*Assignment*
How many lines in these records hold the string "KeyType"? State only that number.
▽
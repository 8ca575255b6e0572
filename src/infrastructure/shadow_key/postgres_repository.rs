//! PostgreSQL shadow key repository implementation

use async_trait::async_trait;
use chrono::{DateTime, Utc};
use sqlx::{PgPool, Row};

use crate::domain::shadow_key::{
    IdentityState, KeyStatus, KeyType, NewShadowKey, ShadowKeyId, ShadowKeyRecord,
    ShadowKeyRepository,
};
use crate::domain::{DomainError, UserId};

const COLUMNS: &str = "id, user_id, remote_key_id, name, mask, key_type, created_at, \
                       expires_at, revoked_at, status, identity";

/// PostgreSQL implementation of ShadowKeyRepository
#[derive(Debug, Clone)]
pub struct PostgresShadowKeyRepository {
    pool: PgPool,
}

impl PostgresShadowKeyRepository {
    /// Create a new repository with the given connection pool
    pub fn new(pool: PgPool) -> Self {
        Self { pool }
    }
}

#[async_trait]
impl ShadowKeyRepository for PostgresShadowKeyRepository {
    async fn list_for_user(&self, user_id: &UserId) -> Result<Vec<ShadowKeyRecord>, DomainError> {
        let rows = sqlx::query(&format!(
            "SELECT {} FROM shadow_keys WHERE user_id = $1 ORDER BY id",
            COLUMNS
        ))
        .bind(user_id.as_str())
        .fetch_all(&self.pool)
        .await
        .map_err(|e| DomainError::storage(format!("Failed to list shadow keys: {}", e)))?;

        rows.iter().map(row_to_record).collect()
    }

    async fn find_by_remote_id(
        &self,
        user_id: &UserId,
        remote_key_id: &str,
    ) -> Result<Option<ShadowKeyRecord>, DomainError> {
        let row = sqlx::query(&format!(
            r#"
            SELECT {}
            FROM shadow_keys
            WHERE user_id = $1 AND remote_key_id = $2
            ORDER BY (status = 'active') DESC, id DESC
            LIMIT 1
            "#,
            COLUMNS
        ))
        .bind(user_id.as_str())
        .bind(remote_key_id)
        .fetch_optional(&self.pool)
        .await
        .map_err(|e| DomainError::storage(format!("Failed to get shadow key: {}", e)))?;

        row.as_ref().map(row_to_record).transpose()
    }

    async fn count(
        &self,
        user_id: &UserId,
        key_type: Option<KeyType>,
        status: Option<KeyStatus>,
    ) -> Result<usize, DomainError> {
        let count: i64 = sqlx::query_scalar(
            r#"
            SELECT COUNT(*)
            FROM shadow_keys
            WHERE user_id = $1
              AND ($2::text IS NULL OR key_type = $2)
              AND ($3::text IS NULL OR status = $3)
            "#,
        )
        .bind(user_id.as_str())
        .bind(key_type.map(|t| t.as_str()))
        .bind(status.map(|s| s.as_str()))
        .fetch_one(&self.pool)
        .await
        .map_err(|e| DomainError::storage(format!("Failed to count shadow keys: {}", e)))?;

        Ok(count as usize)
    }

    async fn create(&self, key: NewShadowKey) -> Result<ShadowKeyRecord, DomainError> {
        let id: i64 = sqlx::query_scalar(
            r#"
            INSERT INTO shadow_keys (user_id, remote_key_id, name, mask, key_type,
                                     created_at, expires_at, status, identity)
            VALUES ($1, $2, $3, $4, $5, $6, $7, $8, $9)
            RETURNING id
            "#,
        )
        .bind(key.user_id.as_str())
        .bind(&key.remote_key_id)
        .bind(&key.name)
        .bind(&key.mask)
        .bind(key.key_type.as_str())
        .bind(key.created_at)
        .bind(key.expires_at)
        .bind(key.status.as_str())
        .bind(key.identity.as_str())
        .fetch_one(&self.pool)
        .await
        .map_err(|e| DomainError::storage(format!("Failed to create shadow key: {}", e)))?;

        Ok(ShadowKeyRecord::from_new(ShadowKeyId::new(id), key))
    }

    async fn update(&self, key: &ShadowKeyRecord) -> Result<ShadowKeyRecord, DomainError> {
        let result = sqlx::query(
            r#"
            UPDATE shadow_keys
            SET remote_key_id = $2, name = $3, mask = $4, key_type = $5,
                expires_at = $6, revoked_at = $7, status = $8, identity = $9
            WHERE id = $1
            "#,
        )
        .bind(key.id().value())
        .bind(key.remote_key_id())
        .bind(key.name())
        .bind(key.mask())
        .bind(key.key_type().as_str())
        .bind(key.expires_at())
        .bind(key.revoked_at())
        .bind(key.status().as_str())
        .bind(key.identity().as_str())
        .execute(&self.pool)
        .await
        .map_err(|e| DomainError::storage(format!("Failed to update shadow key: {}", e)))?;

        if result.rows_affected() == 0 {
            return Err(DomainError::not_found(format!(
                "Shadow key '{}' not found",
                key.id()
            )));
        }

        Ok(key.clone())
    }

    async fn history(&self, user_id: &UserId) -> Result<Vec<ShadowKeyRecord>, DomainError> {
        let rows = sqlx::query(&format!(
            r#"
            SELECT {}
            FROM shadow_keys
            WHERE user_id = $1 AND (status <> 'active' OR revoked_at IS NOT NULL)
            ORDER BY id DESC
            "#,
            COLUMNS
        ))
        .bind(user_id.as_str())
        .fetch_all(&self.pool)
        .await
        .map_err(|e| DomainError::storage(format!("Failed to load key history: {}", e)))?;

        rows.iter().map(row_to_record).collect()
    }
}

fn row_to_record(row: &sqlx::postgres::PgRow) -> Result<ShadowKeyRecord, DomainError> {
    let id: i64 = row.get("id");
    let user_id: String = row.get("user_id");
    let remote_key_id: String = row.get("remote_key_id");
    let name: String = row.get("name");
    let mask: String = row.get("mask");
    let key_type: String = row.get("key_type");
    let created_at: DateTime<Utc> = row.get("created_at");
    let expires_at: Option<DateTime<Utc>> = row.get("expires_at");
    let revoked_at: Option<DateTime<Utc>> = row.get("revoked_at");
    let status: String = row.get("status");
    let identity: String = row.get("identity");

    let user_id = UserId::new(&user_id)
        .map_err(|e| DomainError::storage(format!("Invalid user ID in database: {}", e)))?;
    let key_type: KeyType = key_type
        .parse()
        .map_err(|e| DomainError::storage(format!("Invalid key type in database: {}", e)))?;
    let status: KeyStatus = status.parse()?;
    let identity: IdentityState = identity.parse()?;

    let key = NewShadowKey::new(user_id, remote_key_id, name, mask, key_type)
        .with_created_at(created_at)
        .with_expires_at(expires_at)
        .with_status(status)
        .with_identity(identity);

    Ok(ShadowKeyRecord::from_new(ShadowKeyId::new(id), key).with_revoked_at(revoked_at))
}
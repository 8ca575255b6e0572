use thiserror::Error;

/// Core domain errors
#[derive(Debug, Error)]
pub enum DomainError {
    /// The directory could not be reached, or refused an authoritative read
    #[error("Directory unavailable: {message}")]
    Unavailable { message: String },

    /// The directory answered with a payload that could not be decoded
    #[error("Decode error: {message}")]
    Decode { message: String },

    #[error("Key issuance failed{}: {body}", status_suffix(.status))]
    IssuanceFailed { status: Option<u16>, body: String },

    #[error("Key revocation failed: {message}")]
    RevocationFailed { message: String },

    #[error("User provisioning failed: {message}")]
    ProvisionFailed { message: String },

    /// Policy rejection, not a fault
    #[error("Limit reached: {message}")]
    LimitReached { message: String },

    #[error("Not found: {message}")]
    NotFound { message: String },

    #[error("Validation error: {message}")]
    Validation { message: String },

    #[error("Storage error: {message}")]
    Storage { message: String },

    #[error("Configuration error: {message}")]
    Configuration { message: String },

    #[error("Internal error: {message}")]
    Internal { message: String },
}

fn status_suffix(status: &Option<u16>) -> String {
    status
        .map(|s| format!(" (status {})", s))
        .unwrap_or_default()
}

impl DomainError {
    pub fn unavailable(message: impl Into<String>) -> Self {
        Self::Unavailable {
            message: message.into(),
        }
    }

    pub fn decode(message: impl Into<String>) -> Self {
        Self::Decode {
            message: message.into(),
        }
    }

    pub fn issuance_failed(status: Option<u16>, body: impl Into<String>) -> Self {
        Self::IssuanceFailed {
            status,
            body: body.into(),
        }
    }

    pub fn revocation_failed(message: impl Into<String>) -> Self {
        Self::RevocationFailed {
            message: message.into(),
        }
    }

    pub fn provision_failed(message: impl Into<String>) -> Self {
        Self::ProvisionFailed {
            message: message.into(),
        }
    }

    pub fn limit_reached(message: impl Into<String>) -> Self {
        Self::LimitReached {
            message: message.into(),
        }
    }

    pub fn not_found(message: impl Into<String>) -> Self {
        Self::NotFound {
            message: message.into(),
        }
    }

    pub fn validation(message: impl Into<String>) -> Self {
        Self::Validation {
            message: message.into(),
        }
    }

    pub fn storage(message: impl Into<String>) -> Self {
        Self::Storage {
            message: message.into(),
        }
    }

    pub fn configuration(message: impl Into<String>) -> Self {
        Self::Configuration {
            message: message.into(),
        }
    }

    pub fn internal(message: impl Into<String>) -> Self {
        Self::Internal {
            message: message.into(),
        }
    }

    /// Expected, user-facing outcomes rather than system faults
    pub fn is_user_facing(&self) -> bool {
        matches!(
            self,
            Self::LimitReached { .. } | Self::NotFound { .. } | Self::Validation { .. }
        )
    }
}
△
*Result*
3